They must not climb the stairs! On the other hand, if they want to, how can
those people, who are walking hardly or sitting on wheelchairs, climb the
stairs? In spite of the fact that today, everywhere even vehicles such as
busses have stairs. One remedy to this problem is to make an incline as well as
stairways in the city. However, inclines are useful for small heights, or need
a small slope in order to climb it easily. The other way, which we have studied
and chosen, is to make a chair that can get up and down the stairs without any
force used and only by the user call. At least they can use it in their houses,
where they spend much of their life.
There are many stair-climbing
wheelchairs all over the world. They have different features and equipment
combined with special styles, functionalities and drive systems. Each of them
is designed for a specific condition and has its own strengths and weaknesses.

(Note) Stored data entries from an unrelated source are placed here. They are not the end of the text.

//! Structural queries over trees and the operator precedence table.

use crate::{
    enums_impl::{TypeTag, flags},
    names::{self, Name},
    nodes::{Tag, Tree, TreeKind},
    position::Pos,
    semantic::SymbolHandle,
};

/// Operator precedence levels, lowest binding first.
///
/// The printer threads one of these through every expression; an operand is
/// parenthesized when its own level is below the level of its context.
pub mod prec {
    /// Statement context: the expression is followed by `;`.
    pub const NOT_EXPRESSION: i32 = -1;
    pub const NO_PREC: i32 = 0;
    pub const ASSIGN: i32 = 1;
    pub const ASSIGNOP: i32 = 2;
    pub const COND: i32 = 3;
    pub const OR: i32 = 4;
    pub const AND: i32 = 5;
    pub const BITOR: i32 = 6;
    pub const BITXOR: i32 = 7;
    pub const BITAND: i32 = 8;
    pub const EQ: i32 = 9;
    pub const ORD: i32 = 10;
    pub const SHIFT: i32 = 11;
    pub const ADD: i32 = 12;
    pub const MUL: i32 = 13;
    pub const PREFIX: i32 = 14;
    pub const POSTFIX: i32 = 15;
}

/// Precedence level of an operator tag.
///
/// # Panics
///
/// Panics for tags that are not operators, `Assign` or `TypeTest`.
#[must_use]
pub fn op_prec(tag: Tag) -> i32 {
    match tag {
        Tag::Pos | Tag::Neg | Tag::Not | Tag::Compl | Tag::PreInc | Tag::PreDec => prec::PREFIX,
        Tag::PostInc | Tag::PostDec | Tag::NullChk => prec::POSTFIX,
        Tag::Assign => prec::ASSIGN,
        Tag::BitOrAsg
        | Tag::BitXorAsg
        | Tag::BitAndAsg
        | Tag::SlAsg
        | Tag::SrAsg
        | Tag::UsrAsg
        | Tag::PlusAsg
        | Tag::MinusAsg
        | Tag::MulAsg
        | Tag::DivAsg
        | Tag::ModAsg => prec::ASSIGNOP,
        Tag::Or => prec::OR,
        Tag::And => prec::AND,
        Tag::Eq | Tag::Ne => prec::EQ,
        Tag::Lt | Tag::Gt | Tag::Le | Tag::Ge | Tag::TypeTest => prec::ORD,
        Tag::BitOr => prec::BITOR,
        Tag::BitXor => prec::BITXOR,
        Tag::BitAnd => prec::BITAND,
        Tag::Sl | Tag::Sr | Tag::Usr => prec::SHIFT,
        Tag::Plus | Tag::Minus => prec::ADD,
        Tag::Mul | Tag::Div | Tag::Mod => prec::MUL,
        other => panic!("no operator precedence for {other:?}"),
    }
}

/// Strips any number of enclosing parentheses.
#[must_use]
pub fn skip_parens(mut tree: &Tree) -> &Tree {
    while let TreeKind::Parens(parens) = &tree.kind {
        tree = &parens.expr;
    }
    tree
}

/// The simple name a tree refers to: identifiers, selections and the class
/// part of a parameterized type.
#[must_use]
pub fn name(tree: &Tree) -> Option<&Name> {
    match &tree.kind {
        TreeKind::Ident(ident) => Some(&ident.name),
        TreeKind::FieldAccess(select) => Some(&select.name),
        TreeKind::TypeApply(apply) => name(&apply.clazz),
        _ => None,
    }
}

/// The dotted name of an identifier or selection chain, `None` if any part
/// of the chain is not a name.
#[must_use]
pub fn full_name(tree: &Tree) -> Option<String> {
    match &tree.kind {
        TreeKind::Ident(ident) => Some(ident.name.to_string()),
        TreeKind::FieldAccess(select) => {
            let mut qualifier = full_name(&select.selected)?;
            qualifier.push('.');
            qualifier.push_str(&select.name);
            Some(qualifier)
        }
        _ => None,
    }
}

/// The symbol a name-like tree resolved to.
#[must_use]
pub fn symbol(tree: &Tree) -> Option<&SymbolHandle> {
    match &skip_parens(tree).kind {
        TreeKind::Ident(ident) => ident.sym.as_ref(),
        TreeKind::FieldAccess(select) => select.sym.as_ref(),
        TreeKind::MemberReference(reference) => reference.sym.as_ref(),
        TreeKind::TypeApply(apply) => symbol(&apply.clazz),
        TreeKind::AnnotatedType(annotated) => symbol(&annotated.underlying_type),
        _ => None,
    }
}

/// The symbol a declaration tree declares.
#[must_use]
pub fn symbol_for(tree: &Tree) -> Option<&SymbolHandle> {
    match &tree.kind {
        TreeKind::ClassDecl(decl) => decl.sym.as_ref(),
        TreeKind::MethodDecl(decl) => decl.sym.as_ref(),
        TreeKind::VariableDecl(decl) => decl.sym.as_ref(),
        TreeKind::PackageDecl(decl) => decl.sym.as_ref(),
        TreeKind::ModuleDecl(decl) => decl.sym.as_ref(),
        _ => None,
    }
}

#[must_use]
pub fn is_constructor(tree: &Tree) -> bool {
    match &tree.kind {
        TreeKind::MethodDecl(method) => method.name.as_str() == names::INIT,
        _ => false,
    }
}

/// `true` for the expressions that may stand alone as a statement.
#[must_use]
pub fn is_expression_statement(tree: &Tree) -> bool {
    match tree.tag() {
        Tag::PreInc
        | Tag::PreDec
        | Tag::PostInc
        | Tag::PostDec
        | Tag::Assign
        | Tag::Apply
        | Tag::NewClass
        | Tag::Erroneous => true,
        tag => tag.is_assignop(),
    }
}

#[must_use]
pub fn is_enum_constant(tree: &Tree) -> bool {
    match &tree.kind {
        TreeKind::VariableDecl(var) => var.flags() & flags::ENUM != 0,
        _ => false,
    }
}

/// The element type under any array, wildcard and annotated-type wrappers.
/// Unless `skip_annotations` is set, an annotated type directly wrapping the
/// element type is returned instead of the bare element type.
#[must_use]
pub fn innermost_type(tree: &Tree, skip_annotations: bool) -> &Tree {
    let mut last_annotated = None;
    let mut current = tree;
    loop {
        match &current.kind {
            TreeKind::ArrayType(array) => {
                last_annotated = None;
                current = &array.elemtype;
            }
            TreeKind::Wildcard(wildcard) => match &wildcard.inner {
                Some(inner) => {
                    last_annotated = None;
                    current = inner;
                }
                None => break,
            },
            TreeKind::AnnotatedType(annotated) => {
                last_annotated = Some(current);
                current = &annotated.underlying_type;
            }
            _ => break,
        }
    }
    match last_annotated {
        Some(annotated) if !skip_annotations => annotated,
        _ => current,
    }
}

/// Anchor of the first statement of a block, or of the tree itself.
#[must_use]
pub fn first_stat_pos(tree: &Tree) -> Pos {
    match &tree.kind {
        TreeKind::Block(block) => block.stats.first().map_or(tree.pos, |first| first.pos),
        _ => tree.pos,
    }
}

/// `true` for the `null` literal.
#[must_use]
pub fn is_null(tree: &Tree) -> bool {
    match &tree.kind {
        TreeKind::Literal(literal) => literal.typetag == TypeTag::Bot,
        _ => false,
    }
}

/// `true` for `this(...)` and `super(...)` constructor calls.
#[must_use]
pub fn is_self_or_super_call(tree: &Tree) -> bool {
    let TreeKind::ExpressionStatement(exec) = &tree.kind else {
        return false;
    };
    let TreeKind::MethodInvocation(apply) = &exec.expr.kind else {
        return false;
    };
    matches!(name(&apply.meth), Some(callee) if matches!(callee.as_str(), "this" | "super"))
}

These chairs can be driven by
several systems, an electric motor connected with rack and pinion, belt, cable
or chain or by the force of hydraulic or pneumatic. However, they are used for
one important purpose: To take people up and down the stairs.
In Iran, considering the large
amount of self-sacrifices (people who has missed parts of their bodies in war),
and old people too, it seems necessary to pay attention to their problems such
as one which has mentioned before.
The chair that we want to design
has some special features: low price, long life, high safety and convenience.

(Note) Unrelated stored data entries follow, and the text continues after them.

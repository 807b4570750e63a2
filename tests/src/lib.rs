//! End-to-end tests of the Javelin syntax tree core.

#[cfg(test)]
mod utils;


#[cfg(test)]
mod pretty;
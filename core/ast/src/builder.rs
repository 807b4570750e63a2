//! The tree factory.
//!
//! [`TreeBuilder`] is the only place trees are created. It owns:
//!
//! - a **position cursor**: every node built is stamped with the cursor's
//!   current position until the cursor is moved again with one of the `at*`
//!   methods;
//! - a **node id counter**: ids are assigned sequentially starting at 1 in
//!   construction order, with 0 reserved for [`NodeId::DUMMY`];
//! - the [`NameTable`] identifiers are interned in.
//!
//! One builder serves one compilation unit. It is cheap to create, so tests
//! and synthesizing passes simply make their own.
//!
//! # Example
//!
//! ```
//! use javelin_ast::{builder::TreeBuilder, nodes::Tag, position::Pos};
//!
//! let mut make = TreeBuilder::new();
//! let one = make.at_offset(0).literal(1);
//! let two = make.at_offset(4).literal(2);
//! let sum = make.at_offset(2).binary(Tag::Plus, one, two);
//!
//! assert_eq!(sum.tag(), Tag::Plus);
//! assert_eq!(sum.pos, Pos::new(2));
//! assert_eq!(sum.start_pos(), Pos::new(0));
//! ```
//!
//! # Checked construction
//!
//! The per-variant constructors trust their input. The convenience
//! constructors that take untyped input (dotted strings, operator tags) have
//! `checked_*` or `Result` forms returning [`AstError`].

use tracing::trace;

use crate::{
    enums_impl::{Constant, TypeTag},
    errors::AstError,
    names::{Name, NameTable},
    nodes::{
        Annotation, AnnotatedType, ArrayAccess, ArrayType, Assert, Assign, AssignOp, Binary,
        BindingPattern, Block, BoundKind, Break, Case, CaseKind, Catch, ClassDecl, Conditional,
        Continue, DefaultCaseLabel, DoWhileLoop, EnhancedForLoop, Erroneous, Exports,
        ExpressionStatement, FieldAccess, ForLoop, GuardPattern, Ident, If, Import, InstanceOf,
        LabeledStatement, Lambda, LetExpr, Literal, MemberReference, MethodDecl,
        MethodInvocation, ModuleDecl, ModuleKind, Modifiers, NewArray, NewClass, NodeId, Opens,
        PackageDecl, ParameterKind, Parens, ParenthesizedPattern, PolyKind, PrimitiveType,
        Provides, ReferenceMode, Requires, Return, Skip, Switch, SwitchExpression, Synchronized,
        Tag, Throw, TopLevel, Tree, TreeKind, Try, TypeApply, TypeBoundKind, TypeCast,
        TypeIntersection, TypeParameter, TypeUnion, Unary, Uses, VariableDecl, WhileLoop,
        Wildcard, Yield,
    },
    position::{DiagnosticPosition, Pos},
};

/// Factory for trees, carrying the current position and the id counter.
pub struct TreeBuilder {
    pos: Pos,
    next_id: u32,
    names: NameTable,
}

impl Default for TreeBuilder {
    fn default() -> Self {
        TreeBuilder::new()
    }
}
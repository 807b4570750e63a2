#![warn(clippy::pedantic)]
//! Syntax trees for the Javelin compiler front end.
//!
//! The crate is organised around a single owned tree type, [`nodes::Tree`]:
//! a node id, a position, an optional type annotation and a [`nodes::TreeKind`]
//! holding one of the concrete node shapes. On top of that it provides:
//!
//! - [`builder::TreeBuilder`], the factory every tree is created through;
//! - [`position`] helpers computing start, end and diagnostic positions,
//!   together with the [`position::EndPosTable`] filled in by the parser;
//! - three traversals: [`visitor::Visitor`] (double dispatch with a
//!   parameter and a result), [`scanner::TreeScanner`] (read-only walk) and
//!   [`translator::TreeTranslator`] (in-place rewriting);
//! - [`copier::TreeCopier`], a deep copy with fresh node ids;
//! - [`pretty::Pretty`], a precedence-aware printer back to source text.

#[macro_use]
pub mod nodes;

pub mod builder;
pub mod copier;
pub(crate) mod enums_impl;
pub mod errors;
pub mod names;
pub(crate) mod nodes_impl;
pub mod position;
pub mod pretty;
pub mod scanner;
pub mod semantic;
pub mod tables;
pub mod translator;
pub mod tree_info;
pub mod visitor;

pub use enums_impl::{Constant, TypeTag, flags};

If we can design it, we have solved a big problem for those people.
1.2 Literature Review
With special thanks to
“ACORN” Stairlift Manufacturer, on their professional website on: http://www.acorn.com,
and all who has studied and performed designs about this stairlift.
Now, we are
willing to study, analyze and design significant parts of this stairlift to
find out whether it is stable, economic, and safe to be used by people in their
houses.
1.3 Scope and Layout
|
T |
his stairway wheelchair is designed for
indoor uses and has specific applications. It utilizes a 1/3 HP 120 V AC motor
as the main force-generator unit. The output shaft of the motor is connected
with a drum and its end leans on a deep-groove ball bearing. The power
transmition of this set is via a wire rope (cable). The motor, drum and wire
rope around it are situated in a box, and the box is situated upstairs hidden
in the ground in order to be protected. One end of the wire rope is attached
firmly to the hoist frame and the other end is fixed on the drum so that not to
slide on it. The motor-driven drum causes the chair getting up and down the
stairs by pulling or loosing the wire rope. An aluminum rail including two
grooves, which are in contact with four small plastic wheels and guide the
chair in a straight track, provides the path of the chair. At the bottom of the
chair, there is a case contains a drum like what has mentioned earlier, brake
plates and linkage. One side of the wire rope is on the motor-driven drum and
the other side passes around the chair drum, which is idler and rests on
deep-groove ball bearings on each side. There is a brake lever installed on the
chair armrest that can be pulled in order to stop the chair. In addition,
control buttons are located in a pad for controlling the chair motion. The
height of the chair is adjustable and the armrests, footrest and seat can be
folded. The chair is equipped with a seat belt for more safety and can be
turned to any direction easily.
This special design will satisfy
our goals for safety, convenience and is economical and for straight stairways,
it is an ideal design.
Chapter 2. Formulation
2.1 Introduction
Now, we will describe important
and vital parts of the chair and its power system in order to find out how much
they are under pressure. Then by choosing appropriate materials and shapes, we
will complete the design procedure. Looking at the whole system, it is obvious
that significant elements are wire rope, drums, chair wheels and the rail. The
design procedure is as follows:
First by conceiving an
approximate value for the weight of the user, having the power of the motor,
and considering an average distance for the stairs, we’ll gain access to the
final design factors for selecting appropriate dimensions, materials and shapes
for best operation. The chair shape and dimensions are selected by studying the
human ergonomics and comfort. All materials and dimensions are chosen so that
the best performance obtains with the lowest possible price. Let us take a
closer look at the chair and start with calculations.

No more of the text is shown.